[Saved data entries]
"""
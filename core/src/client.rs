//! Synchronous client for the AList HTTP API.
//!
//! # Design
//! `AlistClient` holds a `Transport` (base URL, timeout, executor) and an
//! event sink, and nothing else. It never stores a token: every
//! authenticated operation takes one explicitly, so a single client can be
//! shared between threads and between users.
//!
//! Every endpoint runs the same protocol through `call`: encode the body,
//! send it (with a bearer token when required), then hand the response to
//! `envelope`. The operations themselves live in `auth` and `fs`.

use std::fmt;
use std::sync::Arc;

use serde::de::DeserializeOwned;
use serde::Serialize;

use crate::config::ClientConfig;
use crate::envelope;
use crate::error::ApiError;
use crate::event::{ClientEvent, EventSink, Silent};
use crate::http::{HttpMethod, HttpResponse};
use crate::transport::{Executor, Transport};

/// A remote endpoint: method and path relative to the base URL.
#[derive(Debug, Clone, Copy, PartialEq, Eq)]
pub struct Endpoint {
    pub method: HttpMethod,
    pub path: &'static str,
}

impl Endpoint {
    pub const fn get(path: &'static str) -> Self {
        Self {
            method: HttpMethod::Get,
            path,
        }
    }

    pub const fn post(path: &'static str) -> Self {
        Self {
            method: HttpMethod::Post,
            path,
        }
    }
}

#[derive(Clone)]
pub struct AlistClient {
    transport: Transport,
    sink: Arc<dyn EventSink>,
}

impl AlistClient {
    /// Client on the default blocking HTTP executor.
    pub fn new(config: ClientConfig) -> Self {
        Self::from_transport(Transport::new(config))
    }

    pub fn with_executor(config: ClientConfig, executor: impl Executor + 'static) -> Self {
        Self::from_transport(Transport::with_executor(config, executor))
    }

    pub fn from_transport(transport: Transport) -> Self {
        Self {
            transport,
            sink: Arc::new(Silent),
        }
    }

    /// Install a sink for diagnostic events. The default is `Silent`.
    pub fn with_sink(mut self, sink: impl EventSink + 'static) -> Self {
        self.sink = Arc::new(sink);
        self
    }

    pub fn config(&self) -> &ClientConfig {
        self.transport.config()
    }

    /// Run one endpoint and decode its `data` as `T`.
    pub(crate) fn call<B, T>(
        &self,
        endpoint: Endpoint,
        token: Option<&str>,
        body: Option<&B>,
    ) -> Result<T, ApiError>
    where
        B: Serialize + ?Sized,
        T: DeserializeOwned,
    {
        let result = self
            .round_trip(endpoint, token, body)
            .and_then(|response| envelope::decode(&response));
        self.finish(endpoint, result)
    }

    /// Run one endpoint whose success carries no payload.
    pub(crate) fn call_unit<B>(
        &self,
        endpoint: Endpoint,
        token: Option<&str>,
        body: Option<&B>,
    ) -> Result<(), ApiError>
    where
        B: Serialize + ?Sized,
    {
        let result = self
            .round_trip(endpoint, token, body)
            .and_then(|response| envelope::acknowledge(&response));
        self.finish(endpoint, result)
    }

    fn round_trip<B>(
        &self,
        endpoint: Endpoint,
        token: Option<&str>,
        body: Option<&B>,
    ) -> Result<HttpResponse, ApiError>
    where
        B: Serialize + ?Sized,
    {
        self.sink.record(&ClientEvent::RequestSent {
            method: endpoint.method,
            path: endpoint.path,
            authenticated: token.is_some(),
        });
        let response = match token {
            Some(token) => self
                .transport
                .send_authenticated(endpoint.method, endpoint.path, token, body)?,
            None => self.transport.send(endpoint.method, endpoint.path, body)?,
        };
        self.sink.record(&ClientEvent::ResponseReceived {
            path: endpoint.path,
            status: response.status,
            bytes: response.body.len(),
        });
        Ok(response)
    }

    fn finish<T>(&self, endpoint: Endpoint, result: Result<T, ApiError>) -> Result<T, ApiError> {
        match &result {
            Ok(_) => self.sink.record(&ClientEvent::Completed {
                path: endpoint.path,
            }),
            Err(ApiError::Api { code, message }) => self.sink.record(&ClientEvent::Rejected {
                path: endpoint.path,
                code: *code,
                message,
            }),
            Err(other) => self.sink.record(&ClientEvent::Failed {
                path: endpoint.path,
                kind: other.kind(),
            }),
        }
        result
    }
}

impl fmt::Debug for AlistClient {
    fn fmt(&self, f: &mut fmt::Formatter<'_>) -> fmt::Result {
        f.debug_struct("AlistClient")
            .field("transport", &self.transport)
            .finish_non_exhaustive()
    }
}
"""
◆ PROBLEM REQUIREMENTS ◆
Go through the entries and copy each line holding the string "record".

◆ SOLUTION TO THE PROBLEM ◆
        self.sink.record(&ClientEvent::RequestSent {
        self.sink.record(&ClientEvent::ResponseReceived {
            Ok(_) => self.sink.record(&ClientEvent::Completed {
            Err(ApiError::Api { code, message }) => self.sink.record(&ClientEvent::Rejected {
            Err(other) => self.sink.record(&ClientEvent::Failed {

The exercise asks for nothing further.